Maker Vault Liquidation ML Model

Predicting liquidations by applying major historical price shocks

Published in

Block Analitica

9 min readSep 2, 2022

Introduction

Liquidations are one of the key features of the MakerDAO system. Without them, the protocol would be at risk of under-collateralization in the case of sufficient drop in collateral asset prices. Despite the currently functioning liquidation mechanism whose aim is to prevent that, there still exists a risk of bad debt accrual in case of major market shocks.

MakerDAO’s MCD (Multi-Collateral DAI) system was launched almost 3 years ago (November 2019). Since then, the system experienced multiple stress-tests when large amounts of collateral were at risk of being liquidated. The available Ethereum on-chain data enables us to analyze how different market shocks either caused vaults to be liquidated or not. Behavioral patterns of these vaults can then give insight into what makes a vault well protected. We can use an ML model to automate the pattern recognition process, test its performance on data not available during the model training process and finally estimate what’s the probability of vault liquidation at a specific point in time.

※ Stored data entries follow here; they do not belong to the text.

//! Suite runner: renders every story test on one browser session

use std::path::{Path, PathBuf};
use std::time::Instant;

use chrono::{DateTime, Utc};
use serde::{Deserialize, Serialize};
use tracing::{debug, error, info};

use crate::audit::{AuditCollector, AuditReport};
use crate::descriptor::{StoryTest, TestDescriptor};
use crate::error::{E2eError, E2eResult};
use crate::render::Renderer;
use crate::webdriver::BrowserSession;

/// Result of rendering a single story
#[derive(Debug, Clone, Serialize, Deserialize)]
pub struct StoryResult {
    pub name: String,
    pub story_id: String,
    pub story_path: PathBuf,
    pub success: bool,
    pub duration_ms: u64,
    #[serde(default, skip_serializing_if = "Option::is_none")]
    pub error: Option<String>,
    #[serde(default, skip_serializing_if = "Vec::is_empty")]
    pub help: Vec<String>,
    #[serde(default, skip_serializing_if = "Option::is_none")]
    pub audit: Option<AuditReport>,
}

/// Result of running the suite
#[derive(Debug, Clone, Serialize, Deserialize)]
pub struct SuiteResult {
    pub started_at: DateTime<Utc>,
    pub total: usize,
    pub passed: usize,
    pub failed: usize,
    pub skipped: usize,
    pub duration_ms: u64,
    pub results: Vec<StoryResult>,
}

impl SuiteResult {
    pub fn success(&self) -> bool {
        self.failed == 0
    }
}

/// Runs story tests sequentially
pub struct StoryRunner<S> {
    renderer: Renderer<S>,
    collector: AuditCollector,
    output_dir: PathBuf,
}

impl<S: BrowserSession> StoryRunner<S> {
    pub fn new(renderer: Renderer<S>, output_dir: impl Into<PathBuf>) -> Self {
        Self {
            renderer,
            collector: AuditCollector::new(),
            output_dir: output_dir.into(),
        }
    }

    pub fn renderer(&self) -> &Renderer<S> {
        &self.renderer
    }

    pub fn collector(&self) -> &AuditCollector {
        &self.collector
    }

    /// Run every test, keeping only stories whose id contains `filter`
    pub async fn run(
        &self,
        descriptors: &[TestDescriptor],
        filter: Option<&str>,
    ) -> E2eResult<SuiteResult> {
        let started_at = Utc::now();
        let start = Instant::now();

        let tests: Vec<StoryTest> = descriptors.iter().flat_map(TestDescriptor::tests).collect();
        let total = tests.len();
        let selected: Vec<&StoryTest> = tests
            .iter()
            .filter(|test| filter.map_or(true, |f| test.unit.id.contains(f)))
            .collect();
        let skipped = total - selected.len();

        info!("Running {} stor(ies)...", selected.len());

        let mut results = Vec::with_capacity(selected.len());
        for test in selected {
            let result = self.run_test(test).await?;
            if result.success {
                info!("✓ {} {} ({} ms)", test.unit.id, test.name, result.duration_ms);
            } else {
                error!(
                    "✗ {} {} - {}",
                    test.unit.id,
                    test.name,
                    result.error.as_deref().unwrap_or("unknown error")
                );
            }
            results.push(result);
        }

        let passed = results.iter().filter(|r| r.success).count();
        let failed = results.len() - passed;
        let duration_ms = start.elapsed().as_millis() as u64;

        info!(
            "Story results: {} passed, {} failed, {} skipped ({} ms)",
            passed, failed, skipped, duration_ms
        );

        Ok(SuiteResult {
            started_at,
            total,
            passed,
            failed,
            skipped,
            duration_ms,
            results,
        })
    }

    /// Story failures are recorded; anything else stops the suite
    async fn run_test(&self, test: &StoryTest) -> E2eResult<StoryResult> {
        let start = Instant::now();
        let outcome = test.run(&self.renderer, &self.collector).await;
        let duration_ms = start.elapsed().as_millis() as u64;

        let mut result = StoryResult {
            name: test.name.clone(),
            story_id: test.unit.id.clone(),
            story_path: test.unit.story_path.clone(),
            success: true,
            duration_ms,
            error: None,
            help: Vec::new(),
            audit: None,
        };

        match outcome {
            Ok(rendered) => {
                result.audit = self.collector.find(&rendered.to_string());
            }
            Err(err) if err.is_story_failure() || is_browser_failure(&err) => {
                debug!("{} failed: {:?}", test.unit.id, err);
                result.success = false;
                result.help = err.help();
                result.error = Some(err.to_string());
                if let E2eError::Accessibility(violation) = &err {
                    result.audit = self.collector.find(&violation.component);
                }
            }
            Err(err) => return Err(err),
        }

        Ok(result)
    }

    /// Write results as JSON to `<output_dir>/test-results.json`
    pub fn write_results(&self, results: &SuiteResult) -> E2eResult<PathBuf> {
        write_results(&self.output_dir, results)
    }
}

fn is_browser_failure(err: &E2eError) -> bool {
    matches!(err, E2eError::WebDriver(e) if e.is_channel_failure())
}

pub fn write_results(output_dir: &Path, results: &SuiteResult) -> E2eResult<PathBuf> {
    std::fs::create_dir_all(output_dir)?;

    let path = output_dir.join("test-results.json");
    let json = serde_json::to_string_pretty(results)?;
    std::fs::write(&path, json)?;

    info!("Results written to: {}", path.display());
    Ok(path)
}

#[cfg(test)]
mod tests {
    use super::*;

    #[test]
    fn test_write_results() {
        let dir = tempfile::tempdir().unwrap();
        let suite = SuiteResult {
            started_at: Utc::now(),
            total: 1,
            passed: 0,
            failed: 1,
            skipped: 0,
            duration_ms: 12,
            results: vec![StoryResult {
                name: "\"Primary\" should render".to_string(),
                story_id: "example-button--primary".to_string(),
                story_path: PathBuf::from("/repo/Button.stories.js"),
                success: false,
                duration_ms: 12,
                error: Some("Could not mount the component story.".to_string()),
                help: Vec::new(),
                audit: None,
            }],
        };

        let path = write_results(&dir.path().join("out"), &suite).unwrap();
        let written: SuiteResult =
            serde_json::from_str(&std::fs::read_to_string(path).unwrap()).unwrap();
        assert!(!written.success());
        assert_eq!(written.results[0].story_id, "example-button--primary");
        assert!(written.results[0].help.is_empty());
    }
}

The aim of this post is to share the model framework we have built, its performance and how similar modeling can be further used to make the DeFi ecosystem both more capital efficient and robust against various market shocks.

We show that we can achieve high model performance predicting vault liquidations, what is the predicted liquidated amount on current portfolio state and add conservative scenarios where there is an initial decrease in CR buffer (loan safety margin). We extend the analysis by applying the predictive model to a period of relatively high portfolio risk and compare the results with the current portfolio state’s predictions.

Methodology

As the majority of vault liquidations happen during only a few irregular and rare market shocks, this needs to be taken into account in the modeling process. Our aim is to model vault liquidations without also implicitly trying to predict market shocks (arguably unpredictable). There is a potential workaround by simulating market prices as a stochastic process with jumps (eg. GBM) and extracting price drops after applying large volatility multipliers. We decided not to pursue this approach as it not only introduces strong modeler bias (how much volatility multiplier to apply, what’s the time frame that we’re taking, etc.), it is also less interpretable than our chosen methodology.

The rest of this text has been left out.